#### Brief
Look below for the line holding "first; only the" and the line holding "let source = match". Repeat those two and everything between, exactly.

#### Provided data
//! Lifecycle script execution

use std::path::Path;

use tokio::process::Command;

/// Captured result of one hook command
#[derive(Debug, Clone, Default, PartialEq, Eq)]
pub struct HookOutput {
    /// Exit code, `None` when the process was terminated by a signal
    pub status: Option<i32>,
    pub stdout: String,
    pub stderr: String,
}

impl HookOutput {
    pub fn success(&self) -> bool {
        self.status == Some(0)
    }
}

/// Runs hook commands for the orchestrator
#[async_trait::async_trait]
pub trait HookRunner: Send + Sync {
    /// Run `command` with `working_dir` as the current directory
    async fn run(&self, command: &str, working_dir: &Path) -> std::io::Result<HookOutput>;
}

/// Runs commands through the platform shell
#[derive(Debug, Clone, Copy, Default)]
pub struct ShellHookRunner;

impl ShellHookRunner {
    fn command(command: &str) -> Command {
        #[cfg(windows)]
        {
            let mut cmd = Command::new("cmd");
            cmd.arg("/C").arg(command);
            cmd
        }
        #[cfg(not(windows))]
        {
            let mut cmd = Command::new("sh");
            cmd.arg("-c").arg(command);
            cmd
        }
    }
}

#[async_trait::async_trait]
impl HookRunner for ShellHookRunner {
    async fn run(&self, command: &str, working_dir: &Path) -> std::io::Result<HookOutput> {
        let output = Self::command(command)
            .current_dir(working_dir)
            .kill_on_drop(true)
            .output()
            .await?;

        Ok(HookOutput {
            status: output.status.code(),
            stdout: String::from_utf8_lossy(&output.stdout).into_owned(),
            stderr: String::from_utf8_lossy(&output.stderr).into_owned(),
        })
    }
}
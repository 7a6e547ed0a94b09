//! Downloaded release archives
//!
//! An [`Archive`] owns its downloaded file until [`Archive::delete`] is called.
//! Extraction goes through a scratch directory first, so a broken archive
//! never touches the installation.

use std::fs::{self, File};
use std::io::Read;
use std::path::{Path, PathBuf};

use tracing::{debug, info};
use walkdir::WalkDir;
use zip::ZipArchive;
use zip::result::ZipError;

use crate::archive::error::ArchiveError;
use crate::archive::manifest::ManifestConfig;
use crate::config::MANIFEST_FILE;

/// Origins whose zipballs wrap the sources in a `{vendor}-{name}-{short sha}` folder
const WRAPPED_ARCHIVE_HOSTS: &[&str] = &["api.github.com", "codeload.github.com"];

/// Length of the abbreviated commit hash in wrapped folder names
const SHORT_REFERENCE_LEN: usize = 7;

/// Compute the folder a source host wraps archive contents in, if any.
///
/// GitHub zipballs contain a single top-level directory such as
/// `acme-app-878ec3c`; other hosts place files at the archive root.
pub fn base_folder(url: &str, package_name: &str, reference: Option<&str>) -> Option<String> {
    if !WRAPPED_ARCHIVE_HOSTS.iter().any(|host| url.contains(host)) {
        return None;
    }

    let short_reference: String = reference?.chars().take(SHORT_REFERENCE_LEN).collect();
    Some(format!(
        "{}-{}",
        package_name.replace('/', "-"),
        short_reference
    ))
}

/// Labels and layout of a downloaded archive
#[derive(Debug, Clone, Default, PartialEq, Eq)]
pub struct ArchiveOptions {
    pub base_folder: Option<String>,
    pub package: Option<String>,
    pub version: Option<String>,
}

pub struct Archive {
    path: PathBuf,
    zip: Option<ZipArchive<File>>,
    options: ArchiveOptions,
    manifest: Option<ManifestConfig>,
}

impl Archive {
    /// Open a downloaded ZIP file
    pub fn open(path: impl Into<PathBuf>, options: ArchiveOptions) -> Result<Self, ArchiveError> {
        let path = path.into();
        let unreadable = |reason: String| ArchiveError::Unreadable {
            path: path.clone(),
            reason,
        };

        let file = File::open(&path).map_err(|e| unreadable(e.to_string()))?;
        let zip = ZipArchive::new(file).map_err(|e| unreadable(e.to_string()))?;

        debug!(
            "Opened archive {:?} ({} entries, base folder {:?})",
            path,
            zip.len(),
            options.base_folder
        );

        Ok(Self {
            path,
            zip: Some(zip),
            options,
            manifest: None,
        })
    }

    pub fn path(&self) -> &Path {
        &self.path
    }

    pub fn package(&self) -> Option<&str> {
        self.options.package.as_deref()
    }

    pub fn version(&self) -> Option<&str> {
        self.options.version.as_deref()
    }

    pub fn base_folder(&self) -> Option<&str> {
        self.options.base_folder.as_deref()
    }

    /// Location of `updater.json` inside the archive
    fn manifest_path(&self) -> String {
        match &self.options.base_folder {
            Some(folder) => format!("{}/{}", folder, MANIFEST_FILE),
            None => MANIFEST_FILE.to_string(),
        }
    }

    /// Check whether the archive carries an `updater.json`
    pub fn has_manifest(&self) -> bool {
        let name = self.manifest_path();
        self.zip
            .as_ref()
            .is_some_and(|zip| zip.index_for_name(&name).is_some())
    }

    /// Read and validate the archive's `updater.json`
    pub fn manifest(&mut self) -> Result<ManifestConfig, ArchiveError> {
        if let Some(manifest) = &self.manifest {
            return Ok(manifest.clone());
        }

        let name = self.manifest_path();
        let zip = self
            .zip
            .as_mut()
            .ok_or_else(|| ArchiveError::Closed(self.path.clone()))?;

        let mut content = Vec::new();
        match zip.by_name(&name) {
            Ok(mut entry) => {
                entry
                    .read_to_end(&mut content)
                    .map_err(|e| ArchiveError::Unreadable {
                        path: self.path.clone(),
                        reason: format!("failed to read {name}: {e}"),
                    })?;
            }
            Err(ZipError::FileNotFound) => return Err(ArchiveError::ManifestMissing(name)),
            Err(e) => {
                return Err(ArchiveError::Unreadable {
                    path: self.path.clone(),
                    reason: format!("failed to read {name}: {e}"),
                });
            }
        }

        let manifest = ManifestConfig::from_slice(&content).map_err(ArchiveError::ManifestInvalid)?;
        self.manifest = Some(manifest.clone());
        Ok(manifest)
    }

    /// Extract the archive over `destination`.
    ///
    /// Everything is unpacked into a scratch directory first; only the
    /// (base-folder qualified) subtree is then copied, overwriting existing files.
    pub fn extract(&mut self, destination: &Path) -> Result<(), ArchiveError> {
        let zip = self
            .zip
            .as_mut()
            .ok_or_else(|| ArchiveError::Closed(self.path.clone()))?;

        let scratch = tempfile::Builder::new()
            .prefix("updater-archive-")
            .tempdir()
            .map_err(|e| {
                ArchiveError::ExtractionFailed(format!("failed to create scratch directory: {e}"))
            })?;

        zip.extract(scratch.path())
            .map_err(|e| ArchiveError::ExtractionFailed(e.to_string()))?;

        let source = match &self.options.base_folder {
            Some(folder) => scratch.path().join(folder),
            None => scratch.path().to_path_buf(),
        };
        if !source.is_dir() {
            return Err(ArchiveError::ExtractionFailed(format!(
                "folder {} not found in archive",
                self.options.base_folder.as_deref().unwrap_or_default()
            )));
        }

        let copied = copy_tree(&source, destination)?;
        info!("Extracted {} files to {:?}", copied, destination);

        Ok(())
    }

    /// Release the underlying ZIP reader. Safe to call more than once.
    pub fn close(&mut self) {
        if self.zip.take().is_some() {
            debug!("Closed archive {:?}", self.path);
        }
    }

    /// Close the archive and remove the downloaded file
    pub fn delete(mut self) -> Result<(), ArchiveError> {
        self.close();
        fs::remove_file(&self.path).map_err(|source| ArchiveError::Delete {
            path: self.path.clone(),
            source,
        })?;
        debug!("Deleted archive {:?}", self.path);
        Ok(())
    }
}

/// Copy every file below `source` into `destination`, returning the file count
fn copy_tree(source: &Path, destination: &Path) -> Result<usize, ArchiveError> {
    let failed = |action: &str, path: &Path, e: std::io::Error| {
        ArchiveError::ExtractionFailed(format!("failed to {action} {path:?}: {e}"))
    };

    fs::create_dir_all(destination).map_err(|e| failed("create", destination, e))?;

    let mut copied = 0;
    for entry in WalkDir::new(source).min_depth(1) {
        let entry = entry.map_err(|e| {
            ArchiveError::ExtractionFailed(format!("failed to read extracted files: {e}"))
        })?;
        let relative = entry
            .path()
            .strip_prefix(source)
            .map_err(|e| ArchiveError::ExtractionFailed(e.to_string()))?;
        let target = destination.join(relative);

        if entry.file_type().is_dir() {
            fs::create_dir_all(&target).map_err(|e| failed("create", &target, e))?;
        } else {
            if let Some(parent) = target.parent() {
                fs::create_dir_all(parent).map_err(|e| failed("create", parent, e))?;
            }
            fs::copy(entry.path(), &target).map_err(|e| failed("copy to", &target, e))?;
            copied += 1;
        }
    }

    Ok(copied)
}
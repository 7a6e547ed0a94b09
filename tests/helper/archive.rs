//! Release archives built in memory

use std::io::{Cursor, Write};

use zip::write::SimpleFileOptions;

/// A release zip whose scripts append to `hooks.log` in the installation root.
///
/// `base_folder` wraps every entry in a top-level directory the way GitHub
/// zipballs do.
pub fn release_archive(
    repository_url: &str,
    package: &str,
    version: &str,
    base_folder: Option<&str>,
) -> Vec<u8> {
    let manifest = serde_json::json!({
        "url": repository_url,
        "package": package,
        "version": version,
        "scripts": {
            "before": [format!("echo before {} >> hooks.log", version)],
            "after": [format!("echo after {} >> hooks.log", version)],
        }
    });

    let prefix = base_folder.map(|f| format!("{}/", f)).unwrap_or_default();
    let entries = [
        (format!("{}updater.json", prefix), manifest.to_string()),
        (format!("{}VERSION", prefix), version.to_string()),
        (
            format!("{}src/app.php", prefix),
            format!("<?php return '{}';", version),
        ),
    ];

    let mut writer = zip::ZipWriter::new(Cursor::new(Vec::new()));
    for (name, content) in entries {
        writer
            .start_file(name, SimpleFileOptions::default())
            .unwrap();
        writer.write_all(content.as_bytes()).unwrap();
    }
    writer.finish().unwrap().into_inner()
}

#### Exercise response
    /// Everything is unpacked into a scratch directory first; only the
    /// (base-folder qualified) subtree is then copied, overwriting existing files.
    pub fn extract(&mut self, destination: &Path) -> Result<(), ArchiveError> {
        let zip = self
            .zip
            .as_mut()
            .ok_or_else(|| ArchiveError::Closed(self.path.clone()))?;

        let scratch = tempfile::Builder::new()
            .prefix("updater-archive-")
            .tempdir()
            .map_err(|e| {
                ArchiveError::ExtractionFailed(format!("failed to create scratch directory: {e}"))
            })?;

        zip.extract(scratch.path())
            .map_err(|e| ArchiveError::ExtractionFailed(e.to_string()))?;

        let source = match &self.options.base_folder {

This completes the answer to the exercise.